I wondered what the former Nathali imagined when she thought of God or what the deity might have envisioned when considering his sinful, repentant acolyte.
For my part, whenever I closed my eyes I was in that lightless cell again. It smelled of piss and sweat. Fluttering insects flew through the darkness. Men groaned and complained beyond the sweating metal door of my detention.
A silver bell sounded.
Opening my eyes, I was looking out the second-floor window onto Montague Street again. It was November, but the cold hadn’t set in yet. The sun was shining brightly. A woman stopped across the street and, looking up, saw me.
The silver bell sounded again and I roused myself, turning away from the glare of the happenstance pedestrian. I ambled into the receptionist’s room, which my daughter occupied every day after school.
The front door to the office was locked, of course. I only ever felt secure behind locked doors.
The electronic eye above the hall-side doorsill transmitted an image to the small monitor panel on the wall. It was a slender young white woman, dressed in blues and whites. Her dress was only vaguely businesslike. She was carrying a brown leather briefcase and pulling a carry-on gray fabric travel bag.
Looking up at the lens, she had the beauty of youth... and the sorrow too.
“Who is it?” I said into the speaker system.
“Willa Portman. Is this the detective Joe Oliver?”
I pulled the door open and she gasped as if something shocking had happened.
“We had a four o’clock, right?” I said.
“Y-yes. I’m a few minutes early.”
“I have a friend who always tells me that whenever he gets there he’s right on time.”
She smiled and, pulling the wheeled travel bag, walked into the office.
“Right this way,” I said, gesturing toward my private door.
“Where’s Aja?” my prospective client asked.
“She’s a high school student, should be in any minute.”
Willa gave me a worried look but then went through the door to my office.
My workplace is a fairly small room with a high white plaster ceiling and one huge floor-to-ceiling window. The walls are brick and the floor dark wood. My desk is an ash table with no drawers. I don’t keep supplies or records in my office; Aja’s much larger room is the repository for files and office materials.

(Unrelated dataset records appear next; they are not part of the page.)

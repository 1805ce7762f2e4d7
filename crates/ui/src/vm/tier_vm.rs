use reflex_core::model::DifficultyTier;

#[derive(Clone, Debug, PartialEq, Eq)]
pub struct TierCardVm {
    pub tier: DifficultyTier,
    pub title: &'static str,
    pub description: &'static str,
    pub examples_label: String,
    pub class: String,
    pub button_id: String,
}

#[must_use]
pub fn tier_cards() -> Vec<TierCardVm> {
    DifficultyTier::ALL
        .iter()
        .map(|&tier| TierCardVm {
            tier,
            title: tier.title(),
            description: tier.description(),
            examples_label: format!("Examples: {}", tier.examples()),
            class: format!("tier-card tier-card--{}", tier.as_str()),
            button_id: format!("tier-{}", tier.as_str()),
        })
        .collect()
}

“Have a seat,” I said to the nervous girl.
She considered the request a moment, then sat on one of the ash chairs set out for visitors.
“It’s an unusual office,” she said, her head moving from side to side.
“Why are you so jumpy?”
“Um. I don’t know, I mean, I guess being here means that I’m really going to do this. You know when you just think about doing something it still isn’t quite real.”
“I know what you mean,” I said with more feeling than I intended.
Willa, I believe, heard the honesty in my tone, and this seemed to relax her.
“My name is Willa Portman.”
“You said that already.”
“I’m an intern doing research work for Stuart Braun.”
“Stuart Braun. Now, that’s a big deal.”
“Yeah,” she said through a sneer. “He is a big deal, a very important lawyer for those people no one else cares about.”
Stuart Braun was the radical lawyer-celeb who was representing A Free Man, a black militant journalist who had been arrested for the killing of two police officers three years earlier. Born Leonard Compton, Man was found seriously wounded a few blocks from the shoot-out, in the Far West Village. The gun he had on him was the one used in killing the officers. The bullets had passed clean through his body, so the guns that shot him could not be identified.
Man refused to implicate anyone else who might have been with him that night and denied having anything to do with any murders. He was facing the death penalty, which New York State provides for cop killers. He showed no remorse and, in general, refused to cooperate with the police or prosecutors.
Before Braun got involved it seemed pretty clear that New York was going to have its first execution in a very long time.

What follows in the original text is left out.